Report every line of the records that contains the word "last".

____ SOURCE RECORDS

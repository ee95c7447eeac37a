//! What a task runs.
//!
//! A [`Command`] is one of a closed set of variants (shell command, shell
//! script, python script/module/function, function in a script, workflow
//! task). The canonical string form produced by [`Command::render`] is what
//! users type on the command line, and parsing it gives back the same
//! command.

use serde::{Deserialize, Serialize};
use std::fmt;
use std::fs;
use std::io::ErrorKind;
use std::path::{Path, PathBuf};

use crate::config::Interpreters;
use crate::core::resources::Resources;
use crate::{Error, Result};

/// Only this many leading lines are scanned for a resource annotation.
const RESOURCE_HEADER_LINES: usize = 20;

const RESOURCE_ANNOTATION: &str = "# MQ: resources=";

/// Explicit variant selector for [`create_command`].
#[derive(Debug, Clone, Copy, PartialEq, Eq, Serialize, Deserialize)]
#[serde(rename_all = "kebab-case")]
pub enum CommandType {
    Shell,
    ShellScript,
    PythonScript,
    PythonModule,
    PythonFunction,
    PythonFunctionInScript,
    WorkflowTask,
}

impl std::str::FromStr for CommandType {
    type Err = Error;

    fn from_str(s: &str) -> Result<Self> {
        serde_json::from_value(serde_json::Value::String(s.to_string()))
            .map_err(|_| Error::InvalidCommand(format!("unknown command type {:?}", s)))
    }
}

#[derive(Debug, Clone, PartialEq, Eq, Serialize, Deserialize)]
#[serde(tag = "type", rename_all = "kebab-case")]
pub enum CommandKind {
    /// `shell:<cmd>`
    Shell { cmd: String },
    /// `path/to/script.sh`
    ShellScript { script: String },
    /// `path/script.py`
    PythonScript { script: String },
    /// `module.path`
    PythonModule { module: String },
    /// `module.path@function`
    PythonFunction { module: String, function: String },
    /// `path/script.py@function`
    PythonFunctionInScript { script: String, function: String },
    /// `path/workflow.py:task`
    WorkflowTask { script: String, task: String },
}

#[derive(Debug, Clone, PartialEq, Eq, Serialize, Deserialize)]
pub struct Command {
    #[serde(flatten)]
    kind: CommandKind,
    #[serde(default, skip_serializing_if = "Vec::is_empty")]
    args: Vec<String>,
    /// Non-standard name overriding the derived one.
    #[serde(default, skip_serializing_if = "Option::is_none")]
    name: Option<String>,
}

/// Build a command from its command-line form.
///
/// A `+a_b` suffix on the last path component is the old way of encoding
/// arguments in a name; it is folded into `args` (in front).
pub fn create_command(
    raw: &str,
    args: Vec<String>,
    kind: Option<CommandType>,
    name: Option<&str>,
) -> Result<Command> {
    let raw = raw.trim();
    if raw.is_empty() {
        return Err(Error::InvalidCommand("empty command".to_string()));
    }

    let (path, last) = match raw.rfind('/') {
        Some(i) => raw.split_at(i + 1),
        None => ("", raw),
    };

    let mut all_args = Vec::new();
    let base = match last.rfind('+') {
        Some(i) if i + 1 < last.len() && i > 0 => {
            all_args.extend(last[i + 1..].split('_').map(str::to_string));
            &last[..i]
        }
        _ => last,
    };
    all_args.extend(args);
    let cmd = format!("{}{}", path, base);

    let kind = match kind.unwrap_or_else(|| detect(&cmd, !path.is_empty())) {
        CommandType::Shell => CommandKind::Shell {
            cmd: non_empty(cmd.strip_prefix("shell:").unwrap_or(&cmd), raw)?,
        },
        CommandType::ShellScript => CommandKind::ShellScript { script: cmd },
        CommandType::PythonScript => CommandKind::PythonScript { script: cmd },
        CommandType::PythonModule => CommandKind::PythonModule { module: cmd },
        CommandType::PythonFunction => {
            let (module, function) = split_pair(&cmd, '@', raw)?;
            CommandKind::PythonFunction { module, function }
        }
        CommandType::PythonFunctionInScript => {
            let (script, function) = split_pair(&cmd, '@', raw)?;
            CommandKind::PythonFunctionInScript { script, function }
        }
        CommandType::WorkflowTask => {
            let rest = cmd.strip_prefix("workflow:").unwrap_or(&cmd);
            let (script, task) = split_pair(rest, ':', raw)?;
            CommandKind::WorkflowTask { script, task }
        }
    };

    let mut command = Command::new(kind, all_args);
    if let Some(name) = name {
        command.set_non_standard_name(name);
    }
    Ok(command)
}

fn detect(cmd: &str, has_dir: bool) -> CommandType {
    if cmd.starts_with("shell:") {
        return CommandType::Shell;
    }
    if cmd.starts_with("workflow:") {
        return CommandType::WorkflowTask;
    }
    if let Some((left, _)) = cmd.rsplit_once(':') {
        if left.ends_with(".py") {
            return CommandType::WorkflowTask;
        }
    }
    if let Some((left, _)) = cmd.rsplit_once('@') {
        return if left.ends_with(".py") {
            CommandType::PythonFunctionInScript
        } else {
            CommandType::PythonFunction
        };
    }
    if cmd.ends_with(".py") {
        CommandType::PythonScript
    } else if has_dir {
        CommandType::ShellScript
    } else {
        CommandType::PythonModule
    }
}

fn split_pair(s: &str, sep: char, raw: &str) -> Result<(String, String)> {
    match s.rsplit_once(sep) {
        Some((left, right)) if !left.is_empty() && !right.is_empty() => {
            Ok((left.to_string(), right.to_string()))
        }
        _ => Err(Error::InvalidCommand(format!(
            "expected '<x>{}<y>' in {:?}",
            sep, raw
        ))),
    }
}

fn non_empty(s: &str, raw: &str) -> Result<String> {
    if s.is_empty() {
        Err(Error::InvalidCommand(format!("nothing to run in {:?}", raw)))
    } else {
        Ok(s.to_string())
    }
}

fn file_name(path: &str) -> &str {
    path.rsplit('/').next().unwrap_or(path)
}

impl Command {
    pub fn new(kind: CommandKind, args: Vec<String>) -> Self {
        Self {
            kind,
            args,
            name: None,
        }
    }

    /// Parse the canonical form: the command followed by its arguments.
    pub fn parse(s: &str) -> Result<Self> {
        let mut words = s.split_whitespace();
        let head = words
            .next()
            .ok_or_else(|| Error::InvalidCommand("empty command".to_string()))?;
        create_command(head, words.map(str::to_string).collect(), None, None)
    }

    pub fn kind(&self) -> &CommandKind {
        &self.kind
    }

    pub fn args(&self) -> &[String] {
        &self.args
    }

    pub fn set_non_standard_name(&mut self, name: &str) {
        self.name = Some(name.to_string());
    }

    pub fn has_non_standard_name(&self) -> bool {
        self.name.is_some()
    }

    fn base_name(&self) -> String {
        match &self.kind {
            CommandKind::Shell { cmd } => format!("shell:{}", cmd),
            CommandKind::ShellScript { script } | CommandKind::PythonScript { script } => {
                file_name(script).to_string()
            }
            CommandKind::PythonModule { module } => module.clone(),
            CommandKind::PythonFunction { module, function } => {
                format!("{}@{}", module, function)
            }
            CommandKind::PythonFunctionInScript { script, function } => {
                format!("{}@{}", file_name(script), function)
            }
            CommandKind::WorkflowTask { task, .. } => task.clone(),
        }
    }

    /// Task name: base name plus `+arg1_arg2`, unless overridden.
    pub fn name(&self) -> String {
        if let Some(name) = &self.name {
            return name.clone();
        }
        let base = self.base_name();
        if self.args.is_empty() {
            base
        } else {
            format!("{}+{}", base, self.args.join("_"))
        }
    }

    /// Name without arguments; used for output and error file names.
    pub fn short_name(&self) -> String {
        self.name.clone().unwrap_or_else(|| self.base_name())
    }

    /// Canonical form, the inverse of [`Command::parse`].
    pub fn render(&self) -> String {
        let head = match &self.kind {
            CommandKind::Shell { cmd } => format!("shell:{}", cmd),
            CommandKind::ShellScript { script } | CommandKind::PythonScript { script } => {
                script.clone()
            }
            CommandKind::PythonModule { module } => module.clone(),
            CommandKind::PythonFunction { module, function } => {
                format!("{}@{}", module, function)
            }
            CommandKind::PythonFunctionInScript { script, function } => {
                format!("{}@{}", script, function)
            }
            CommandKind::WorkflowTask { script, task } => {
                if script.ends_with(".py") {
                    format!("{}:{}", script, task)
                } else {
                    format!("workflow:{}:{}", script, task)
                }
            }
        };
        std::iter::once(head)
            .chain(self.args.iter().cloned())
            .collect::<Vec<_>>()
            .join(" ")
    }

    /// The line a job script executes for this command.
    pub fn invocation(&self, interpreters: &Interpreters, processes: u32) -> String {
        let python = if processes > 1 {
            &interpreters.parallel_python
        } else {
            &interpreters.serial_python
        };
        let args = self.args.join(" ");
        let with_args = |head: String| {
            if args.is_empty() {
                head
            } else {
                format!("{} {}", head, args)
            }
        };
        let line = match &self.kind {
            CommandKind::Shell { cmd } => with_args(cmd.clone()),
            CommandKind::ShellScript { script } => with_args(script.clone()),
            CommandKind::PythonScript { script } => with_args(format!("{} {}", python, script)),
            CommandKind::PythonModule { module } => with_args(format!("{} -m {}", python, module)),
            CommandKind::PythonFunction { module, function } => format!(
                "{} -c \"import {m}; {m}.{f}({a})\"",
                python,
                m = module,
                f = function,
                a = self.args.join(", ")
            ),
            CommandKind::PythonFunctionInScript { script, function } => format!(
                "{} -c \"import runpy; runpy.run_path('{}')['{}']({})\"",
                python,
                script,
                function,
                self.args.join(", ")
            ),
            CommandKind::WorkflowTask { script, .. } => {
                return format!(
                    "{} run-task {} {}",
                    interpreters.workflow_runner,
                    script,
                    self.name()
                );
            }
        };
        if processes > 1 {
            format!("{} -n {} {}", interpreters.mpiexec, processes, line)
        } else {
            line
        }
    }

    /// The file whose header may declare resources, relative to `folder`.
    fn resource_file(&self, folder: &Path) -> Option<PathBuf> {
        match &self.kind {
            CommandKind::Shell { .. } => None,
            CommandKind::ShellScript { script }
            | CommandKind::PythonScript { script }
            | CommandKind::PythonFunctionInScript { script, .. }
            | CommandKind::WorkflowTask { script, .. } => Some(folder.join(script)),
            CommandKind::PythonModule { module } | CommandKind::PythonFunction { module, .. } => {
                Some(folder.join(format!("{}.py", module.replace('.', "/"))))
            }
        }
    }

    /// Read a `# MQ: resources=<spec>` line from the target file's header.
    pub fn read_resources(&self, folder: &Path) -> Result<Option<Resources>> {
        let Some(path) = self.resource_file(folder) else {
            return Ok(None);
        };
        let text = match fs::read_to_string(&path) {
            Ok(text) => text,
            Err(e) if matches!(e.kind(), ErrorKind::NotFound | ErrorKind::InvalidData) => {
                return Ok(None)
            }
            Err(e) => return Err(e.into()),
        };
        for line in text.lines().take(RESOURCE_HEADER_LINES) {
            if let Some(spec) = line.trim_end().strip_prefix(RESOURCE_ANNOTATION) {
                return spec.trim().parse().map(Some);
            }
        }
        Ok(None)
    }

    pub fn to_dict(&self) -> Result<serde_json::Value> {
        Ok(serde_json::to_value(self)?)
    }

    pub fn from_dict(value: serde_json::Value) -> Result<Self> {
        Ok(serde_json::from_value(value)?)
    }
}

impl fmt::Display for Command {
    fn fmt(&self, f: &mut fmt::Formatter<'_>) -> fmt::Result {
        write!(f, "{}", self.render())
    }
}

________

**EXERCISE RESULT**
/// A `+a_b` suffix on the last path component is the old way of encoding
    let (path, last) = match raw.rfind('/') {
    let base = match last.rfind('+') {
        Some(i) if i + 1 < last.len() && i > 0 => {
            all_args.extend(last[i + 1..].split('_').map(str::to_string));
            &last[..i]
        _ => last,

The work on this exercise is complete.